Shoes: No heels, no way. Hell no. Or, to be more precise – up to maybe 3/4 to 1 inch of a sneaker-style heel could be acceptable, but there would be no stiletto or spike heels, no square heels, no narrow-heeled wedge heels, etc. A short wedge that was wide and actually designed for stuff like fighting and running could be acceptable, I guess (it’d have to be tested). A low platform also might work. (Although of course, both of those options would be solely for the vanity/fashion desires of the superheroine, since I can’t see either of them being a fighting advantage). But again, short and low means like, 0.75 to maybe 1.25 inches, which is a lot lower in appearance than most comics artists realize. Even flying superheroines wouldn’t really be exempt from this, because they don’t do all of their fighting in the air, and they’d still need to keep their balance and speed while kicking someone or running on the ground.

If I was a superheroine that ran a lot or fought like a martial artist, I might actually want something closer to racing flats, Puma Speed Cats, or the like (racing flats are so nice to run in). I’d also want rubber soles with excellent grip (and maybe hidden knives in the heels if I did have thick soles, because knives in the heels. So cool. As far as a question of boots or sneakers, I actually might prefer boots with a soft but flexible leg – for more ankle support, as well as more leg and ankle protection. And I’d definitely get some good breathable athletic socks that stayed up and had arch support.

Accessories: Along with the aforementioned pouches, I’d definitely have my hair either very short, just long enough to stay in a short ponytail (a cut at about shoulder-length, maybe?), or in a bun at all times. As someone who’s done sports with hair that’s not super-short but too short to really tie back, and hair that was long enough to sit on, I know how annoying hair in your face/mouth/eye can be; and that doesn’t even consider it being a really convenient thing for people to grab in fights. No no, my superheroine hair would not be flying everywhere. A neat bun, perfect short ponytail, or super short ‘do is the only way to go. Barring or on top of that, I might opt for a skullcap, or similar tight hat, or a bandana like Elektra wears (but with all of my hair actually inside, and no flowing ribbons to catch on things).

If I was the sort to need to hide my face and keep my secret identity, I actually like the style of Black Canary on Smallville, where she paints a mask of elaborate makeup on as opposed to wearing a mask. She also has short hair and wears a wig in regular life, which is quite practical.
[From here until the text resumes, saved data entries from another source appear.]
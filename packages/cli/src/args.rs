//! Filter flags shared by the analysis subcommands.

use std::path::PathBuf;

use clap::Args;
use zip_market_analytics_models::FilterParams;

#[derive(Args, Debug, Clone, Default)]
pub struct FilterArgs {
    /// JSON file with filter parameters (camelCase keys). Flags given on the
    /// command line are applied on top.
    #[arg(long)]
    pub filters: Option<PathBuf>,

    /// Age ranges, e.g. `30-39,40-49`
    #[arg(long, value_delimiter = ',')]
    pub age: Vec<String>,

    /// Income ranges, e.g. `under-50k,over-200k`
    #[arg(long, value_delimiter = ',')]
    pub income: Vec<String>,

    /// Ethnicities, e.g. `asian,hispanic`
    #[arg(long, value_delimiter = ',')]
    pub ethnicity: Vec<String>,

    /// Education levels, e.g. `bachelors,graduate`
    #[arg(long, value_delimiter = ',')]
    pub education: Vec<String>,

    /// Require this ethnicity's share to reach its concentration threshold
    #[arg(long)]
    pub majority_ethnicity: Option<String>,

    /// Minimum median age
    #[arg(long)]
    pub min_age: Option<f64>,

    /// Maximum median age
    #[arg(long)]
    pub max_age: Option<f64>,

    /// Minimum median household income
    #[arg(long)]
    pub min_income: Option<f64>,

    /// Maximum median household income
    #[arg(long)]
    pub max_income: Option<f64>,

    /// Minimum share of adults with a college degree (percent)
    #[arg(long)]
    pub min_college_pct: Option<f64>,

    /// Minimum ZIP code population
    #[arg(long)]
    pub min_population: Option<f64>,
}

impl FilterArgs {
    /// Builds filter parameters from the optional JSON file and the flags.
    ///
    /// # Errors
    ///
    /// Returns an error if the filters file cannot be read or parsed.
    pub fn to_params(&self) -> Result<FilterParams, Box<dyn std::error::Error>> {
        let mut params = match &self.filters {
            Some(path) => {
                log::debug!("Reading filters from {}", path.display());
                serde_json::from_str(&std::fs::read_to_string(path)?)?
            }
            None => FilterParams::default(),
        };

        self.apply(&mut params);
        Ok(params)
    }

    fn apply(&self, params: &mut FilterParams) {
        let tags = [
            (&self.age, &mut params.age),
            (&self.income, &mut params.income),
            (&self.ethnicity, &mut params.ethnicity),
            (&self.education, &mut params.education),
        ];
        for (flag, target) in tags {
            if !flag.is_empty() {
                target.clone_from(flag);
            }
        }

        let bounds = [
            (self.min_age, &mut params.min_age),
            (self.max_age, &mut params.max_age),
            (self.min_income, &mut params.min_income),
            (self.max_income, &mut params.max_income),
            (self.min_college_pct, &mut params.min_college_pct),
            (self.min_population, &mut params.min_population),
        ];
        for (flag, target) in bounds {
            if flag.is_some() {
                *target = flag;
            }
        }

        if self.majority_ethnicity.is_some() {
            params.majority_ethnicity.clone_from(&self.majority_ethnicity);
        }
    }
}
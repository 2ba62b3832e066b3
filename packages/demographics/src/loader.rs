//! Cached loading of the demographic dataset.
//!
//! The raw export is normalized on first use and the canonical table is
//! written to a cache file. Later loads read the cache when it is newer
//! than the raw source.

use std::path::{Path, PathBuf};
use std::sync::{Arc, Mutex, PoisonError};
use std::time::SystemTime;

use zip_market_demographics_models::DatasetStatus;

use crate::DataError;
use crate::dataset::DemographicDataset;
use crate::normalize::{normalize, to_canonical_table};
use crate::table::RawTable;

/// Environment variable overriding the raw export path.
pub const RAW_PATH_ENV: &str = "ZIP_MARKET_RAW_PATH";

/// Environment variable overriding the normalized cache path.
pub const CACHE_PATH_ENV: &str = "ZIP_MARKET_CACHE_PATH";

/// Default raw export location, relative to the working directory.
pub const DEFAULT_RAW_PATH: &str = "ACSData/demographic_data.csv";

/// Default cache location, relative to the working directory.
pub const DEFAULT_CACHE_PATH: &str = "ACSData/demographic_data.normalized.csv";

/// Where the raw export and its normalized cache live.
#[derive(Debug, Clone, PartialEq, Eq)]
pub struct DatasetPaths {
    /// Raw wide-format CSV export.
    pub raw: PathBuf,
    /// Normalized canonical CSV cache.
    pub cache: PathBuf,
}

impl DatasetPaths {
    #[must_use]
    pub fn new(raw: impl Into<PathBuf>, cache: impl Into<PathBuf>) -> Self {
        Self {
            raw: raw.into(),
            cache: cache.into(),
        }
    }
}

fn modified(path: &Path) -> Option<SystemTime> {
    std::fs::metadata(path).and_then(|m| m.modified()).ok()
}

/// Whether the cache exists and was written after the raw source changed.
fn cache_is_fresh(paths: &DatasetPaths) -> bool {
    match (modified(&paths.cache), modified(&paths.raw)) {
        (Some(cache), Some(raw)) => cache > raw,
        _ => false,
    }
}

fn read_cache(path: &Path) -> Result<DemographicDataset, DataError> {
    let table = RawTable::read_csv(path)?;
    Ok(DemographicDataset::from_records(normalize(&table)?))
}

fn write_cache(path: &Path, dataset: &DemographicDataset) -> Result<(), DataError> {
    if let Some(parent) = path.parent()
        && !parent.as_os_str().is_empty()
    {
        std::fs::create_dir_all(parent)?;
    }
    to_canonical_table(dataset.records()).write_csv(path)
}

/// Loads the dataset, preferring a fresh cache over the raw export.
///
/// A cache that cannot be read or normalized is ignored and rebuilt. A
/// cache that cannot be written is logged and skipped.
///
/// # Errors
///
/// * [`DataError::Unavailable`] if the raw export does not exist, even when
///   a cache file is present
/// * [`DataError::Io`] or [`DataError::Csv`] if the raw export cannot be read
/// * [`DataError::Normalize`] if the raw export lacks a required column
pub fn load_dataset(paths: &DatasetPaths) -> Result<DemographicDataset, DataError> {
    if !paths.raw.exists() {
        return Err(DataError::Unavailable {
            path: paths.raw.clone(),
        });
    }

    if cache_is_fresh(paths) {
        match read_cache(&paths.cache) {
            Ok(dataset) => {
                log::info!(
                    "Loaded {} ZIP codes from cache {}",
                    dataset.len(),
                    paths.cache.display()
                );
                return Ok(dataset);
            }
            Err(e) => {
                log::warn!(
                    "Ignoring unreadable cache {}: {e}",
                    paths.cache.display()
                );
            }
        }
    }

    log::info!("Normalizing raw data from {}", paths.raw.display());
    let table = RawTable::read_csv(&paths.raw)?;
    let dataset = DemographicDataset::from_records(normalize(&table)?);

    match write_cache(&paths.cache, &dataset) {
        Ok(()) => log::info!("Wrote cache {}", paths.cache.display()),
        Err(e) => log::warn!("Failed to write cache {}: {e}", paths.cache.display()),
    }

    Ok(dataset)
}

/// Lazily loaded, process-wide dataset.
///
/// The first [`DatasetHandle::get`] loads under the lock; concurrent first
/// callers wait and then share the same [`Arc`]. Failed loads are not
/// remembered, so a later call retries.
#[derive(Debug)]
pub struct DatasetHandle {
    paths: DatasetPaths,
    dataset: Mutex<Option<Arc<DemographicDataset>>>,
}

impl DatasetHandle {
    #[must_use]
    pub const fn new(paths: DatasetPaths) -> Self {
        Self {
            paths,
            dataset: Mutex::new(None),
        }
    }

    /// Returns the shared dataset, loading it on first use.
    ///
    /// # Errors
    ///
    /// Returns [`DataError`] if loading fails. The failure is not cached.
    pub fn get(&self) -> Result<Arc<DemographicDataset>, DataError> {
        let mut guard = self.dataset.lock().unwrap_or_else(PoisonError::into_inner);

        if let Some(dataset) = guard.as_ref() {
            return Ok(Arc::clone(dataset));
        }

        let dataset = Arc::new(load_dataset(&self.paths)?);
        *guard = Some(Arc::clone(&dataset));
        Ok(dataset)
    }

    /// Whether a dataset is currently held.
    #[must_use]
    pub fn is_loaded(&self) -> bool {
        self.dataset
            .lock()
            .unwrap_or_else(PoisonError::into_inner)
            .is_some()
    }

    /// Status of the held dataset without triggering a load.
    #[must_use]
    pub fn status(&self) -> DatasetStatus {
        self.dataset
            .lock()
            .unwrap_or_else(PoisonError::into_inner)
            .as_ref()
            .map_or_else(
                || DatasetStatus {
                    loaded: false,
                    zip_codes: 0,
                    zip_codes_with_coordinates: 0,
                    total_population: 0,
                    sample: Vec::new(),
                },
                |dataset| dataset.status(),
            )
    }
}
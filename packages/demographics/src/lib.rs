#![cfg_attr(feature = "fail-on-warnings", deny(warnings))]
#![warn(clippy::all, clippy::pedantic, clippy::nursery, clippy::cargo)]
#![allow(clippy::multiple_crate_versions, clippy::cargo_common_metadata)]

//! ACS ZIP demographic data loading and normalization.
//!
//! Reads the wide-format ZIP Code Tabulation Area export, normalizes it into
//! [`zip_market_demographics_models::ZipRecord`] values, and caches the
//! normalized table next to the source so later runs skip the
//! recomputation. The resulting [`dataset::DemographicDataset`] is shared
//! read-only through a [`loader::DatasetHandle`].

pub mod dataset;
pub mod loader;
pub mod normalize;
pub mod table;

use std::path::PathBuf;

use thiserror::Error;

pub use dataset::{CoordinateIndex, DemographicDataset};
pub use loader::{DatasetHandle, DatasetPaths, load_dataset};
pub use normalize::NormalizeError;

/// Errors that can occur while loading the demographic dataset.
#[derive(Debug, Error)]
pub enum DataError {
    /// The raw source file does not exist.
    #[error("Demographic data not available at {}", path.display())]
    Unavailable {
        /// Path that was expected to hold the raw export.
        path: PathBuf,
    },

    /// Filesystem operation failed.
    #[error("I/O error: {0}")]
    Io(#[from] std::io::Error),

    /// CSV parsing or writing failed.
    #[error("CSV error: {0}")]
    Csv(#[from] csv::Error),

    /// The table could not be normalized.
    #[error("Normalization error: {0}")]
    Normalize(#[from] NormalizeError),
}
Well done there, Smallville. Makeup is super time-consuming, though, so I might also have a fitted demi-mask to throw on as needed. Or, seriously, a ski mask-style thing. keeps the hair and identity under wraps!

And with that, I’d be (hopefully, somewhat) practically fitted out to go fight crime! And now we are back to the question, how “sexy” would I be? Well, I’d have low-to-no heels, and no cleavage or skin flashing. I’d also be lacking the flowing hair worn by so many superheroines, and maybe be wearing a cap or even a ski mask (and those things are ugly). Pretty much, I’d be Batman. I would, however, probably be wearing tight clothes. So I guess that’s, like, one sexy point in favor of practical costuming? But more importantly than any of that, I’d be comfortable, incognito, and giving myself the best advantages for winning the day and staying alive; and I have to think for most superheroines, those would be the most important considerations.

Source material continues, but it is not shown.